* Problem to solve: All lines from the entries below that contain the string "unavailable" should be copied out.
+++++
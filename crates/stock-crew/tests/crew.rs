//! Stock crew behavior with substituted model providers

use agent_llm::{
    CompletionRequest, CompletionResponse, LLMError, LLMProvider, Message, StopReason, TokenUsage,
};
use async_trait::async_trait;
use mockall::mock;
use std::path::Path;
use std::sync::atomic::{AtomicBool, Ordering};
use std::sync::{Arc, Mutex};
use stock_crew::{ErrorKind, StockCrew, StockCrewConfig, StockError};
use tokio_test::{assert_err, assert_ok};

mock! {
    Provider {}

    #[async_trait]
    impl LLMProvider for Provider {
        async fn complete(
            &self,
            request: CompletionRequest,
        ) -> agent_llm::Result<CompletionResponse>;
        fn name(&self) -> &str;
    }
}

/// Answers each call with `"{prefix} stage {n}"` and records the requests
struct RecordingProvider {
    prefix: String,
    fail_at: Option<usize>,
    requests: Mutex<Vec<CompletionRequest>>,
}

impl RecordingProvider {
    fn new(prefix: &str) -> Arc<Self> {
        Arc::new(Self {
            prefix: prefix.to_string(),
            fail_at: None,
            requests: Mutex::new(Vec::new()),
        })
    }

    fn failing_at(stage: usize) -> Arc<Self> {
        Arc::new(Self {
            prefix: "ok".to_string(),
            fail_at: Some(stage),
            requests: Mutex::new(Vec::new()),
        })
    }

    fn requests(&self) -> Vec<CompletionRequest> {
        self.requests.lock().unwrap().clone()
    }
}

#[async_trait]
impl LLMProvider for RecordingProvider {
    async fn complete(&self, request: CompletionRequest) -> agent_llm::Result<CompletionResponse> {
        let stage = {
            let mut requests = self.requests.lock().unwrap();
            requests.push(request);
            requests.len() - 1
        };

        if self.fail_at == Some(stage) {
            return Err(LLMError::RequestFailed("upstream unavailable".to_string()));
        }

        Ok(CompletionResponse {
            message: Message::assistant(format!("{} stage {}", self.prefix, stage)),
            stop_reason: StopReason::EndTurn,
            usage: TokenUsage {
                input_tokens: 100,
                output_tokens: 20,
            },
        })
    }

    fn name(&self) -> &str {
        "recording"
    }
}

fn config(output_dir: &Path) -> StockCrewConfig {
    StockCrewConfig::builder()
        .api_key("sk-test")
        .output_dir(output_dir)
        .build()
        .unwrap()
}

fn crew(provider: Arc<RecordingProvider>, config: &StockCrewConfig) -> StockCrew {
    StockCrew::new(provider, config).unwrap()
}

fn file_count(dir: &Path) -> usize {
    std::fs::read_dir(dir).unwrap().count()
}

#[tokio::test]
async fn test_analyze_writes_advisor_output() {
    let dir = tempfile::tempdir().unwrap();
    let provider = RecordingProvider::new("report");
    let crew = crew(provider.clone(), &config(dir.path()));

    let report = assert_ok!(crew.analyze("AAPL").await);

    assert_eq!(report.ticker, "AAPL");
    assert_eq!(report.output_path, dir.path().join("AAPL_analysis.md"));
    assert_eq!(report.report, "report stage 2");
    assert_eq!(
        std::fs::read_to_string(&report.output_path).unwrap(),
        "report stage 2"
    );
    assert_eq!(report.model_calls, 3);
    assert_eq!(report.usage.total(), 360);
    assert_eq!(file_count(dir.path()), 1);
}

#[tokio::test]
async fn test_each_stage_sees_persona_ticker_and_prior_outputs() {
    let dir = tempfile::tempdir().unwrap();
    let provider = RecordingProvider::new("out");
    let crew = crew(provider.clone(), &config(dir.path()));

    assert_ok!(crew.analyze("NVDA").await);

    let requests = provider.requests();
    assert_eq!(requests.len(), 3);

    let roles = ["Market Researcher", "Financial Analyst", "Investment Advisor"];
    for (request, role) in requests.iter().zip(roles) {
        let system = request.system.as_deref().unwrap();
        assert!(system.starts_with(&format!("You are {role}.")), "{system}");
        assert!(request.last_user_text().unwrap().contains("NVDA"));
        assert_eq!(request.model, "gpt-4o");
        assert_eq!(request.max_tokens, 4096);
    }

    assert!(!requests[0].last_user_text().unwrap().contains("out stage"));
    assert!(requests[1].last_user_text().unwrap().contains("out stage 0"));
    let last = requests[2].last_user_text().unwrap();
    assert!(last.contains("out stage 0"));
    assert!(last.contains("out stage 1"));
}

#[tokio::test]
async fn test_rerun_overwrites_report() {
    let dir = tempfile::tempdir().unwrap();
    let config = config(dir.path());

    assert_ok!(crew(RecordingProvider::new("first"), &config).analyze("MSFT").await);
    assert_ok!(crew(RecordingProvider::new("second"), &config).analyze("MSFT").await);

    let contents = std::fs::read_to_string(dir.path().join("MSFT_analysis.md")).unwrap();
    assert_eq!(contents, "second stage 2");
}

#[tokio::test]
async fn test_analyst_failure_is_fatal() {
    let dir = tempfile::tempdir().unwrap();
    let provider = RecordingProvider::failing_at(1);
    let crew = crew(provider.clone(), &config(dir.path()));

    let err = assert_err!(crew.analyze("GOOG").await);

    assert_eq!(err.kind(), ErrorKind::ModelCall);
    assert_eq!(err.stage(), Some(1));
    assert!(err.to_string().contains("Financial Analyst"));
    assert!(err.to_string().contains("upstream unavailable"));
    assert_eq!(provider.requests().len(), 2);
    assert_eq!(file_count(dir.path()), 0);
}

#[tokio::test]
async fn test_iteration_ceiling_is_fatal() {
    let dir = tempfile::tempdir().unwrap();
    let mut config = config(dir.path());
    config.max_iterations = 1;
    let provider = RecordingProvider::new("x");
    let crew = crew(provider.clone(), &config);

    let err = assert_err!(crew.analyze("AMD").await);

    assert_eq!(err.kind(), ErrorKind::LimitExceeded);
    assert_eq!(err.stage(), Some(1));
    assert_eq!(provider.requests().len(), 1);
    assert_eq!(file_count(dir.path()), 0);
}

#[tokio::test]
async fn test_empty_ticker_is_validation_error() {
    let dir = tempfile::tempdir().unwrap();
    let provider = RecordingProvider::new("x");
    let crew = crew(provider.clone(), &config(dir.path()));

    let err = assert_err!(crew.analyze("").await);

    assert!(matches!(err, StockError::InvalidSymbol(_)));
    assert_eq!(err.kind(), ErrorKind::Validation);
    assert!(provider.requests().is_empty());
}

#[tokio::test]
async fn test_ticker_escaping_output_dir_is_rejected() {
    let dir = tempfile::tempdir().unwrap();
    let provider = RecordingProvider::new("x");
    let crew = crew(provider.clone(), &config(dir.path()));

    let err = assert_err!(crew.analyze("../escape").await);

    assert_eq!(err.kind(), ErrorKind::Validation);
    assert!(provider.requests().is_empty());
    assert!(!dir.path().parent().unwrap().join("escape_analysis.md").exists());
}

#[tokio::test]
async fn test_unwritable_output_dir_is_io_error() {
    let dir = tempfile::tempdir().unwrap();
    let missing = dir.path().join("does-not-exist");
    let crew = crew(RecordingProvider::new("x"), &config(&missing));

    let err = assert_err!(crew.analyze("IBM").await);

    assert_eq!(err.kind(), ErrorKind::Io);
    assert!(!missing.exists());
}

#[test]
fn test_missing_credential_never_reaches_provider() {
    let mut provider = MockProvider::new();
    provider.expect_complete().never();
    provider.expect_name().never();

    let config = StockCrewConfig {
        api_key: String::new(),
        ..StockCrewConfig::default()
    };
    let factory_called = AtomicBool::new(false);

    let result = StockCrew::from_config_with(&config, |_| {
        factory_called.store(true, Ordering::SeqCst);
        let provider: Arc<dyn LLMProvider> = Arc::new(provider);
        Ok(provider)
    });

    let err = match result {
        Ok(_) => panic!("expected a configuration error"),
        Err(err) => err,
    };
    assert_eq!(err.kind(), ErrorKind::Configuration);
    assert!(err.to_string().contains("OPENAI_API_KEY"));
    assert!(!factory_called.load(Ordering::SeqCst));
}

#[test]
fn test_missing_credential_in_environment() {
    let err = StockCrewConfig::from_lookup(|_| None).unwrap_err();
    assert_eq!(err.kind(), ErrorKind::Configuration);
}
//! Market researcher persona

use agent_core::Actor;

pub const ROLE: &str = "Market Researcher";

const GOAL: &str = "Gather and analyze market trends and company information";

const BACKSTORY: &str = "You are a skilled market researcher with a keen eye for industry trends and company performance indicators.";

/// First stage: collects news, financial statements and market position
pub fn market_researcher() -> Actor {
    Actor::new(ROLE, GOAL, BACKSTORY)
}
//! Stock research personas

pub mod financial_analyst;
pub mod investment_advisor;
pub mod market_researcher;

pub use financial_analyst::financial_analyst;
pub use investment_advisor::investment_advisor;
pub use market_researcher::market_researcher;

use agent_core::Actor;
use std::sync::Arc;

/// The three fixed actors, in pipeline order
///
/// Built once per process and shared by every run through `Arc`.
#[derive(Debug, Clone)]
pub struct RoleRegistry {
    researcher: Arc<Actor>,
    analyst: Arc<Actor>,
    advisor: Arc<Actor>,
}

impl RoleRegistry {
    /// Create the registry with the built-in personas
    pub fn new() -> Self {
        Self {
            researcher: Arc::new(market_researcher()),
            analyst: Arc::new(financial_analyst()),
            advisor: Arc::new(investment_advisor()),
        }
    }

    pub fn researcher(&self) -> &Arc<Actor> {
        &self.researcher
    }

    pub fn analyst(&self) -> &Arc<Actor> {
        &self.analyst
    }

    pub fn advisor(&self) -> &Arc<Actor> {
        &self.advisor
    }

    /// Researcher, Analyst, Advisor
    pub fn actors(&self) -> [&Arc<Actor>; 3] {
        [&self.researcher, &self.analyst, &self.advisor]
    }
}

impl Default for RoleRegistry {
    fn default() -> Self {
        Self::new()
    }
}
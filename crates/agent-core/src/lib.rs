//! Core records for stock-crew
//!
//! This crate defines the value types shared by every stage of a pipeline run:
//! the [`Actor`] persona, the [`ContextBuffer`] that carries prior task outputs
//! forward, and the [`Error`] kinds a run can fail with.

pub mod actor;
pub mod context;
pub mod error;

pub use actor::Actor;
pub use context::{ContextBuffer, ContextEntry};
pub use error::{Error, Limit, Result};
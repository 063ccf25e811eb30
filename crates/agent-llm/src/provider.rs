//! LLM provider trait definition

use crate::{CompletionRequest, CompletionResponse, Result};
use async_trait::async_trait;

/// Trait for LLM providers
///
/// Implementations of this trait provide access to different LLM services.
/// The pipeline only ever talks to this trait, so tests substitute recording
/// stubs for the HTTP-backed provider.
#[async_trait]
pub trait LLMProvider: Send + Sync {
    /// Generate a completion from the LLM
    ///
    /// # Arguments
    ///
    /// * `request` - The completion request with messages and parameters
    ///
    /// # Returns
    ///
    /// The completion response with the assistant's message and metadata
    async fn complete(&self, request: CompletionRequest) -> Result<CompletionResponse>;

    /// Get the provider name (e.g., "openai")
    fn name(&self) -> &str;
}
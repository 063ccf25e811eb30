//! Logging and tracing utilities

use tracing_subscriber::{EnvFilter, layer::SubscriberExt, util::SubscriberInitExt};

/// Crates whose progress is surfaced in verbose mode
const VERBOSE_TARGETS: &[&str] = &["stock_crew", "agent_workflow"];

/// Filter directive used when `RUST_LOG` is not set
pub fn default_filter(verbose: bool) -> String {
    if verbose {
        let mut directive = String::from("warn");
        for target in VERBOSE_TARGETS {
            directive.push_str(&format!(",{target}=info"));
        }
        directive
    } else {
        "warn".to_string()
    }
}

/// Initialize tracing subscriber
///
/// `RUST_LOG` wins when set; otherwise only warnings are shown, plus per-stage
/// progress from the pipeline crates when `verbose` is true. Calling this more
/// than once is a no-op.
pub fn init_tracing(verbose: bool) {
    let filter = EnvFilter::try_from_default_env()
        .unwrap_or_else(|_| EnvFilter::new(default_filter(verbose)));

    let _ = tracing_subscriber::registry()
        .with(filter)
        .with(tracing_subscriber::fmt::layer().with_target(false))
        .try_init();
}
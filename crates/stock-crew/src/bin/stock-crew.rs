//! Stock research CLI
//!
//! Runs the researcher, analyst and advisor personas over one ticker and
//! saves the advisor's recommendation as `{ticker}_analysis.md`.
//!
//! # Usage
//!
//! ```bash
//! # Set up environment variables (or put them in .env)
//! export OPENAI_API_KEY="sk-..."
//! export OPENAI_MODEL="gpt-4o"
//!
//! # Run the crew
//! cargo run --bin stock-crew -- AAPL --verbose
//! ```

use agent_utils::{init_tracing, load_env_file};
use clap::Parser;
use std::io::{self, BufRead, Write};
use std::path::PathBuf;
use std::time::Duration;
use stock_crew::{StockCrew, StockCrewConfig, StockError};

#[derive(Parser, Debug)]
#[command(name = "stock-crew", version)]
#[command(
    about = "Research a stock with three LLM personas and save the report",
    long_about = None
)]
struct Args {
    /// Ticker symbol to analyze (prompted for when omitted)
    ticker: Option<String>,

    /// Log per-stage progress
    #[arg(short, long)]
    verbose: bool,

    /// Environment file to load instead of ./.env
    #[arg(long, value_name = "PATH")]
    env_file: Option<PathBuf>,

    /// Model name (overrides OPENAI_MODEL)
    #[arg(long, value_name = "NAME")]
    model: Option<String>,

    /// Directory for the report file (overrides STOCK_CREW_OUTPUT_DIR)
    #[arg(long, value_name = "DIR")]
    output_dir: Option<PathBuf>,

    /// Maximum number of model calls per run
    #[arg(long, value_name = "N")]
    max_iterations: Option<usize>,

    /// Wall-clock limit per run in seconds
    #[arg(long, value_name = "SECS")]
    time_limit: Option<u64>,
}

impl Args {
    fn apply(&self, config: &mut StockCrewConfig) {
        if let Some(model) = &self.model {
            config.model.clone_from(model);
        }
        if let Some(dir) = &self.output_dir {
            config.output_dir.clone_from(dir);
        }
        if let Some(max) = self.max_iterations {
            config.max_iterations = max;
        }
        if let Some(secs) = self.time_limit {
            config.time_limit = Duration::from_secs(secs);
        }
        config.verbose = self.verbose;
    }
}

fn prompt_ticker() -> io::Result<String> {
    let mut stdout = io::stdout();
    write!(stdout, "Enter the stock ticker symbol to analyze: ")?;
    stdout.flush()?;

    let mut input = String::new();
    io::stdin().lock().read_line(&mut input)?;
    Ok(input)
}

#[tokio::main]
async fn main() -> anyhow::Result<()> {
    let args = Args::parse();

    // Before tracing, so RUST_LOG from the file applies
    load_env_file(args.env_file.as_deref()).map_err(StockError::from)?;
    init_tracing(args.verbose);

    let mut config = StockCrewConfig::from_env()?;
    args.apply(&mut config);
    let crew = StockCrew::from_config(&config)?;

    let ticker = match &args.ticker {
        Some(ticker) => ticker.clone(),
        None => prompt_ticker()?,
    };
    let ticker = ticker.trim();

    println!("Analyzing stock: {ticker}");

    let report = crew.analyze(ticker).await.map_err(|e| {
        let kind = e.kind();
        anyhow::Error::new(e).context(format!("{kind}: analysis of {ticker} failed"))
    })?;

    if config.verbose {
        println!(
            "{} model call(s), {} tokens",
            report.model_calls,
            report.usage.total()
        );
    }
    println!(
        "Analysis complete. Results saved in {}",
        report.output_path.display()
    );

    Ok(())
}
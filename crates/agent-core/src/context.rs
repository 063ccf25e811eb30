//! Ordered context buffer for pipeline runs
//!
//! The [`ContextBuffer`] replaces implicit "pass prior outputs forward" magic
//! with an explicit, ordered list. Each finished task appends one
//! [`ContextEntry`]; every later task sees all entries in the order they were
//! produced.

use serde::{Deserialize, Serialize};

/// Output of one finished task
#[derive(Debug, Clone, PartialEq, Eq, Serialize, Deserialize)]
pub struct ContextEntry {
    /// Name of the task that produced the output
    pub task: String,
    /// Role of the actor the task was bound to
    pub role: String,
    /// Text returned by the model
    pub output: String,
}

/// Accumulated outputs of the tasks completed so far in one run
///
/// # Example
///
/// ```
/// use agent_core::ContextBuffer;
///
/// let mut buffer = ContextBuffer::new();
/// buffer.push("research", "Market Researcher", "AAPL is up.");
/// buffer.push("analysis", "Financial Analyst", "Healthy balance sheet.");
///
/// assert_eq!(buffer.len(), 2);
/// assert_eq!(buffer.last_output(), Some("Healthy balance sheet."));
/// ```
#[derive(Debug, Clone, Default, PartialEq, Eq, Serialize, Deserialize)]
pub struct ContextBuffer {
    entries: Vec<ContextEntry>,
}

impl ContextBuffer {
    /// Create a new empty buffer
    pub fn new() -> Self {
        Self::default()
    }

    /// Append the output of a finished task
    pub fn push(
        &mut self,
        task: impl Into<String>,
        role: impl Into<String>,
        output: impl Into<String>,
    ) {
        self.entries.push(ContextEntry {
            task: task.into(),
            role: role.into(),
            output: output.into(),
        });
    }

    /// All entries in production order
    pub fn entries(&self) -> &[ContextEntry] {
        &self.entries
    }

    /// Iterate over the output texts in production order
    pub fn outputs(&self) -> impl Iterator<Item = &str> {
        self.entries.iter().map(|e| e.output.as_str())
    }

    /// Output of the task with the given name, if it has run
    pub fn output_of(&self, task: &str) -> Option<&str> {
        self.entries
            .iter()
            .find(|e| e.task == task)
            .map(|e| e.output.as_str())
    }

    /// Output of the most recently finished task
    pub fn last_output(&self) -> Option<&str> {
        self.entries.last().map(|e| e.output.as_str())
    }

    /// Number of finished tasks
    pub fn len(&self) -> usize {
        self.entries.len()
    }

    /// Check if no task has finished yet
    pub fn is_empty(&self) -> bool {
        self.entries.is_empty()
    }

    /// Drop every entry
    pub fn clear(&mut self) {
        self.entries.clear();
    }
}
+++++
* Solution to the exercise:
            return Err(LLMError::RequestFailed("upstream unavailable".to_string()));
    assert!(err.to_string().contains("upstream unavailable"));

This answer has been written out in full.